Plastic compound materials developed for reciprocating compressors
A variety of plastic compounds are available for use as sealing and rider rings in reciprocating compressors. In many cases, however, these materials have not been developed specifically for use in a reciprocating compressor. For reasons of cost effectiveness, they are optimized for as wide a range of applications as possible, e.g., in the automobile and the chemicals industries. The requirements for a dry-running material for reciprocating compressor sealing elements include:
- Favorable tribological properties ensuring minimal friction and low wear
- High degree of chemical resistance for use with as many different gases as possible
- Good mechanical properties to withstand maximum load parameters
- Good shape adaptability for optimal sealing performance
- Minimum abrasiveness to avoid counter body wear.

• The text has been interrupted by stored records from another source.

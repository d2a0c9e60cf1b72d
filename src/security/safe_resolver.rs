//! SSRF-safe DNS resolver for reqwest.
//!
//! Implements `reqwest::dns::Resolve` by delegating to the system resolver and
//! then dropping every returned address that is private or reserved. When no
//! address survives, the lookup fails before reqwest opens a TCP socket, which
//! closes the DNS-rebinding gap left by literal host filtering.

use std::net::SocketAddr;
use std::sync::Arc;

use once_cell::sync::Lazy;
use reqwest::dns::{Addrs, Name, Resolve, Resolving};
use tokio::sync::Semaphore;

use super::url_validation::is_blocked_ip;
use crate::error_handling::BLOCKED_ADDRESS_MARKER;

/// Caps concurrent `getaddrinfo` calls, which run on tokio's blocking pool.
static DNS_SEMAPHORE: Lazy<Arc<Semaphore>> = Lazy::new(|| Arc::new(Semaphore::new(64)));

type BoxError = Box<dyn std::error::Error + Send + Sync>;

/// Resolver that refuses to hand private addresses to the connector.
///
/// Installed on the client when `block_private_resolution` is enabled.
#[derive(Debug, Clone, Default)]
pub struct SafeResolver;

impl Resolve for SafeResolver {
    fn resolve(&self, name: Name) -> Resolving {
        Box::pin(async move {
            let _permit = DNS_SEMAPHORE
                .acquire()
                .await
                .map_err(|e| -> BoxError { Box::new(e) })?;

            let host = format!("{}:0", name.as_str());
            let addrs: Vec<SocketAddr> = tokio::net::lookup_host(&host)
                .await
                .map_err(|e| -> BoxError { Box::new(e) })?
                .collect();

            let safe_addrs = filter_public(addrs);
            if safe_addrs.is_empty() {
                log::warn!("Blocked resolution of '{}' to a private address", name.as_str());
                return Err(Box::new(std::io::Error::new(
                    std::io::ErrorKind::PermissionDenied,
                    format!("'{}' {BLOCKED_ADDRESS_MARKER}", name.as_str()),
                )) as BoxError);
            }

            let addrs: Addrs = Box::new(safe_addrs.into_iter());
            Ok(addrs)
        })
    }
}

fn filter_public(addrs: Vec<SocketAddr>) -> Vec<SocketAddr> {
    addrs
        .into_iter()
        .filter(|addr| !is_blocked_ip(addr.ip()))
        .collect()
}
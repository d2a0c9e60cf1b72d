//! Result sinks.
//!
//! Every sink opens its file lazily on the first write. A fresh sink
//! truncates; an appending sink (used when resuming) keeps what is there.
//! Files are flushed after every chunk so a crash loses at most the open
//! chunk.

use std::fs::{self, File, OpenOptions};
use std::io::{BufWriter, Read, Seek, SeekFrom, Write};
use std::path::{Path, PathBuf};

use crate::checker::CheckResult;
use crate::config::OutputFormat;
use crate::error_handling::OutputError;

/// Column order of every output format.
pub const RESULT_FIELDS: [&str; 10] = [
    "url",
    "normalized_url",
    "status_result",
    "status_code",
    "error_category",
    "error_message",
    "response_time",
    "timestamp",
    "retry_count",
    "final_url",
];

/// Destination for filtered check results.
pub trait ResultSink: Send {
    /// Writes one chunk. May be called with an empty slice.
    fn write_chunk(&mut self, results: &[CheckResult]) -> Result<(), OutputError>;

    /// Makes sure the output exists and is flushed.
    fn finish(&mut self) -> Result<(), OutputError> {
        self.write_chunk(&[])
    }
}

fn ensure_parent(path: &Path) -> Result<(), OutputError> {
    if let Some(parent) = path.parent().filter(|p| !p.as_os_str().is_empty()) {
        fs::create_dir_all(parent)?;
    }
    Ok(())
}

fn is_missing_or_empty(path: &Path) -> bool {
    fs::metadata(path).map(|m| m.len() == 0).unwrap_or(true)
}

/// CSV with a header row on creation only.
pub struct CsvSink {
    path: PathBuf,
    append: bool,
    writer: Option<csv::Writer<File>>,
}

impl CsvSink {
    pub fn new(path: impl Into<PathBuf>, append: bool) -> Self {
        Self {
            path: path.into(),
            append,
            writer: None,
        }
    }

    fn open(&mut self) -> Result<(), OutputError> {
        ensure_parent(&self.path)?;
        let write_header = !self.append || is_missing_or_empty(&self.path);
        let mut writer = csv::WriterBuilder::new()
            .has_headers(false)
            .from_writer(open_file(&self.path, self.append)?);
        if write_header {
            writer.write_record(RESULT_FIELDS)?;
        }
        self.writer = Some(writer);
        Ok(())
    }
}

fn open_file(path: &Path, append: bool) -> Result<File, OutputError> {
    Ok(OpenOptions::new()
        .create(true)
        .write(true)
        .append(append)
        .truncate(!append)
        .open(path)?)
}

impl ResultSink for CsvSink {
    fn write_chunk(&mut self, results: &[CheckResult]) -> Result<(), OutputError> {
        if self.writer.is_none() {
            self.open()?;
        }
        let Some(writer) = self.writer.as_mut() else {
            return Ok(());
        };
        for result in results {
            writer.serialize(result)?;
        }
        writer.flush()?;
        Ok(())
    }
}

/// A single JSON array, valid after every chunk.
///
/// Appending truncates the file just past the last element and rewrites the
/// closing bracket.
pub struct JsonArraySink {
    path: PathBuf,
    append: bool,
    opened: bool,
    empty: bool,
}

impl JsonArraySink {
    pub fn new(path: impl Into<PathBuf>, append: bool) -> Self {
        Self {
            path: path.into(),
            append,
            opened: false,
            empty: true,
        }
    }

    fn open(&mut self) -> Result<(), OutputError> {
        ensure_parent(&self.path)?;
        if !self.append || is_missing_or_empty(&self.path) {
            fs::write(&self.path, "[\n]\n")?;
            self.empty = true;
        } else {
            self.empty = array_is_empty(&self.path)?;
        }
        self.opened = true;
        Ok(())
    }
}

/// Finds where the closing bracket starts and whether the array has elements.
fn locate_tail(path: &Path, file: &mut File) -> Result<(u64, bool), OutputError> {
    let len = file.metadata()?.len();
    let window = len.min(4096);
    file.seek(SeekFrom::Start(len - window))?;
    let mut tail = Vec::with_capacity(window as usize);
    file.read_to_end(&mut tail)?;

    let not_array = || OutputError::NotJsonArray(path.to_path_buf());
    let close = tail
        .iter()
        .rposition(|b| !b.is_ascii_whitespace())
        .filter(|&i| tail[i] == b']')
        .ok_or_else(not_array)?;
    let last = tail[..close]
        .iter()
        .rposition(|b| !b.is_ascii_whitespace())
        .ok_or_else(not_array)?;
    let cut = len - window + last as u64 + 1;
    Ok((cut, tail[last] == b'['))
}

fn array_is_empty(path: &Path) -> Result<bool, OutputError> {
    let mut file = File::open(path)?;
    Ok(locate_tail(path, &mut file)?.1)
}

impl ResultSink for JsonArraySink {
    fn write_chunk(&mut self, results: &[CheckResult]) -> Result<(), OutputError> {
        if !self.opened {
            self.open()?;
        }
        if results.is_empty() {
            return Ok(());
        }

        let mut file = OpenOptions::new().read(true).write(true).open(&self.path)?;
        let (cut, _) = locate_tail(&self.path, &mut file)?;
        file.set_len(cut)?;
        file.seek(SeekFrom::Start(cut))?;

        let mut writer = BufWriter::new(file);
        for result in results {
            let separator: &[u8] = if self.empty { b"\n  " } else { b",\n  " };
            writer.write_all(separator)?;
            serde_json::to_writer(&mut writer, result)?;
            self.empty = false;
        }
        writer.write_all(b"\n]\n")?;
        writer.flush()?;
        Ok(())
    }
}

/// One JSON object per line.
pub struct JsonlSink {
    path: PathBuf,
    append: bool,
    writer: Option<BufWriter<File>>,
}

impl JsonlSink {
    pub fn new(path: impl Into<PathBuf>, append: bool) -> Self {
        Self {
            path: path.into(),
            append,
            writer: None,
        }
    }
}

impl ResultSink for JsonlSink {
    fn write_chunk(&mut self, results: &[CheckResult]) -> Result<(), OutputError> {
        if self.writer.is_none() {
            ensure_parent(&self.path)?;
            self.writer = Some(BufWriter::new(open_file(&self.path, self.append)?));
        }
        let Some(writer) = self.writer.as_mut() else {
            return Ok(());
        };
        for result in results {
            serde_json::to_writer(&mut *writer, result)?;
            writer.write_all(b"\n")?;
        }
        writer.flush()?;
        Ok(())
    }
}

/// Collects results in memory. Used by library callers and tests.
#[derive(Debug, Default)]
pub struct VecSink {
    pub results: Vec<CheckResult>,
    pub chunks_written: usize,
}

impl ResultSink for VecSink {
    fn write_chunk(&mut self, results: &[CheckResult]) -> Result<(), OutputError> {
        self.results.extend_from_slice(results);
        self.chunks_written += 1;
        Ok(())
    }

    fn finish(&mut self) -> Result<(), OutputError> {
        Ok(())
    }
}

/// Opens the sink for `format` at `path`.
pub fn open_sink(path: &Path, format: OutputFormat, append: bool) -> Box<dyn ResultSink> {
    match format {
        OutputFormat::Csv => Box::new(CsvSink::new(path, append)),
        OutputFormat::Json => Box::new(JsonArraySink::new(path, append)),
        OutputFormat::Jsonl => Box::new(JsonlSink::new(path, append)),
    }
}
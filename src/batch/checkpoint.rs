//! Resume checkpoints.

use std::fs;
use std::path::Path;

use log::warn;
use serde::{Deserialize, Serialize};

use crate::checker::CheckerRunStats;
use crate::error_handling::OutputError;

/// Progress snapshot written next to the output file.
#[derive(Debug, Clone, PartialEq, Serialize, Deserialize)]
pub struct ProgressCheckpoint {
    /// Chunks fully written to the sink
    pub processed_batches: u64,
    /// Last chunk number reached
    pub current_batch: u64,
    pub stats: CheckerRunStats,
    pub checked_urls_count: usize,
    /// Unix milliseconds
    pub timestamp: i64,
    #[serde(default)]
    pub processed_rows: Option<u64>,
    #[serde(default)]
    pub batch_size: Option<usize>,
}

impl ProgressCheckpoint {
    /// Input rows to skip when resuming. Older checkpoints without a row count
    /// fall back to whole chunks.
    pub fn rows_to_skip(&self, current_batch_size: usize) -> u64 {
        self.processed_rows.unwrap_or_else(|| {
            let size = self.batch_size.unwrap_or(current_batch_size) as u64;
            self.processed_batches * size
        })
    }

    /// Writes the checkpoint as pretty JSON, replacing any previous one.
    pub fn save(&self, path: &Path) -> Result<(), OutputError> {
        if let Some(parent) = path.parent().filter(|p| !p.as_os_str().is_empty()) {
            fs::create_dir_all(parent)?;
        }
        let json = serde_json::to_string_pretty(self)?;
        let tmp = path.with_extension("json.tmp");
        fs::write(&tmp, json)?;
        fs::rename(&tmp, path)?;
        Ok(())
    }

    /// Loads a checkpoint. A missing file is `None`; an unreadable one is
    /// logged and also `None`, so the run starts fresh.
    pub fn load(path: &Path) -> Option<Self> {
        let contents = match fs::read_to_string(path) {
            Ok(c) => c,
            Err(e) if e.kind() == std::io::ErrorKind::NotFound => return None,
            Err(e) => {
                warn!("Could not read checkpoint {}: {e}", path.display());
                return None;
            }
        };
        match serde_json::from_str(&contents) {
            Ok(checkpoint) => Some(checkpoint),
            Err(e) => {
                warn!("Ignoring corrupt checkpoint {}: {e}", path.display());
                None
            }
        }
    }
}
//! Final statistics printing.

use log::info;
use strum::IntoEnumIterator;

use crate::batch::ProcessingStats;
use crate::checker::CheckerRunStats;
use crate::error_handling::ErrorCategory;

/// Prints per-category failure counts.
pub fn print_error_statistics(stats: &CheckerRunStats) {
    let total: u64 = stats.errors_by_category.values().sum();
    if total == 0 {
        return;
    }
    info!("Failure Counts ({} total):", total);
    for category in ErrorCategory::iter() {
        let count = stats.errors_by_category.get(&category).copied().unwrap_or(0);
        if count > 0 {
            info!("   {} ({}): {}", category.label(), category.as_str(), count);
        }
    }
}

/// Prints the end-of-run summary.
pub fn print_final_statistics(stats: &ProcessingStats, checker_stats: &CheckerRunStats) {
    info!(
        "Processing complete: {} URLs in {:.1}s ({:.1} URLs/sec)",
        stats.processed_urls, stats.elapsed_time, stats.processing_rate
    );
    info!(
        "   Active: {} | Inactive: {} | Errors: {} | Success rate: {:.2}%",
        stats.active_websites,
        stats.inactive_websites,
        stats.error_websites,
        stats.success_rate()
    );
    if checker_stats.duplicates > 0 || checker_stats.invalid_urls > 0 {
        info!(
            "   Skipped: {} invalid, {} duplicate",
            checker_stats.invalid_urls, checker_stats.duplicates
        );
    }
    print_error_statistics(checker_stats);
}
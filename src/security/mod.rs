//! SSRF protection.
//!
//! Two layers keep checks away from internal targets:
//! - literal host validation during URL normalization
//! - an optional resolver that filters private addresses after DNS lookup

mod safe_resolver;
mod url_validation;

pub use safe_resolver::SafeResolver;
pub use url_validation::{check_host_safe, is_blocked_ip, validate_url_safe};
//! Progress logging utilities.

use log::info;

use crate::batch::ProcessingStats;

/// Builds the one-line progress message for `stats`.
pub fn progress_line(stats: &ProcessingStats) -> String {
    let total_urls = if stats.total_input_urls > 0 {
        stats.total_input_urls.to_string()
    } else {
        "?".to_string()
    };
    let eta = if stats.estimated_completion.is_empty() {
        "unknown"
    } else {
        stats.estimated_completion.as_str()
    };
    format!(
        "Progress: {}/{} batches ({:.1}%) | Processed: {}/{} URLs | Active: {} ({:.1}%) | Rate: {:.1} URLs/sec | ETA: {}",
        stats.batches_processed,
        stats.total_batches,
        stats.completion_percentage(),
        stats.processed_urls,
        total_urls,
        stats.active_websites,
        stats.success_rate(),
        stats.processing_rate,
        eta
    )
}

/// Logs progress information about batch processing.
pub fn log_progress(stats: &ProcessingStats) {
    info!("{}", progress_line(stats));
}
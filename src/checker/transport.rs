//! HTTP transport seam.
//!
//! The status checker only needs "GET this URL, tell me the final status".
//! Keeping that behind a trait lets the retry state machine run against fake
//! transports in tests.

use async_trait::async_trait;

use crate::config::BatchConfig;
use crate::error_handling::{classify_reqwest_error, InitializationError, TransportError};
use crate::initialization::init_client;

/// What a successful exchange reports back: the final status and where the
/// redirect chain ended.
#[derive(Debug, Clone, PartialEq, Eq)]
pub struct HttpProbe {
    pub status_code: u16,
    pub final_url: String,
}

/// A single HTTP GET, redirects followed, timeout enforced by the implementation.
#[async_trait]
pub trait Transport: Send + Sync {
    async fn probe(&self, url: &str) -> Result<HttpProbe, TransportError>;
}

/// [`Transport`] backed by a shared `reqwest::Client`.
#[derive(Debug, Clone)]
pub struct ReqwestTransport {
    client: reqwest::Client,
}

impl ReqwestTransport {
    pub fn new(client: reqwest::Client) -> Self {
        Self { client }
    }

    /// Builds the client from the run configuration.
    ///
    /// # Errors
    ///
    /// Returns `InitializationError::HttpClientError` if the client cannot be built.
    pub fn from_config(config: &BatchConfig) -> Result<Self, InitializationError> {
        Ok(Self::new(init_client(config)?))
    }
}

#[async_trait]
impl Transport for ReqwestTransport {
    async fn probe(&self, url: &str) -> Result<HttpProbe, TransportError> {
        match self.client.get(url).send().await {
            Ok(response) => Ok(HttpProbe {
                status_code: response.status().as_u16(),
                final_url: response.url().to_string(),
            }),
            Err(e) => {
                let error = classify_reqwest_error(&e);
                log::debug!("Request to {url} failed: {error}");
                Err(error)
            }
        }
    }
}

To date, this general requirement profile is not fully satisfied by any dry-running material. In particular, no dry-running material is available that exhibits the same good wear properties in every gas and gas mixture environment. In an effort to improve service life, the dry-running materials often contain a significant proportion of abrasive fillers such as glass fibers or ceramic with the correspondingly negative consequences for soft counter body materials such as grey cast iron.
Many high-temperature polymers with good mechanical properties display a high elastic modulus. This leads to rigid sealing rings or sealing ring segments, which, in turn, display very poor adaptability. The latter has a particularly negative impact on oil-free compression of light gases at high pressures.
To this aim, Burckhardt Compression uses five reciprocating compressors to test the materials for each application. The Persisto materials currently cover a wide variety of gases in oil-lubricated as well as in dry-running environments. Figure 1 shows two compounds specifically developed for use in dry-running reciprocating compressors for the compression of hydrogen and tested on a hydrogen test compressor, whereby the alloy comprising polytetrafluorethylene (PTFE) and polyphenylene sulfide (PPS) is of particular significance. This alloy offers favorable properties for the requisite sealing functions and permits a higher load and a reduced creep compared to conventional filled PTFE materials.
If the wear compensation of sealing elements is based on shifts in ring components, rather than their elastic / plastic deformation, even high differences in pressure can be realized without failure by fracture. Discharge pressures of more than 300 barg (4350 psig) can be sealed in oil-free compression of hydrogen. In addition, the permissible pressure load for dry-running packings with a pressure difference of more than 200 barg (2900 psig) is remarkable. Figure 2 shows this using the example of a piston rod sealing in hydrogen with a discharge pressure of 80 barg (1160 psig).
Persisto 850 can be used in a wide range of gases and gas mixtures but is not recommended for compressing oxygen-containing gases. Apart from hydrogen, this new development is predestined for applications with various hydrocarbons (incl. boil-off gas), carbon monoxide, carbon dioxide or ammonia. Thanks to its special composition, the atmospheric dew point of the gases can be significantly below -70°C.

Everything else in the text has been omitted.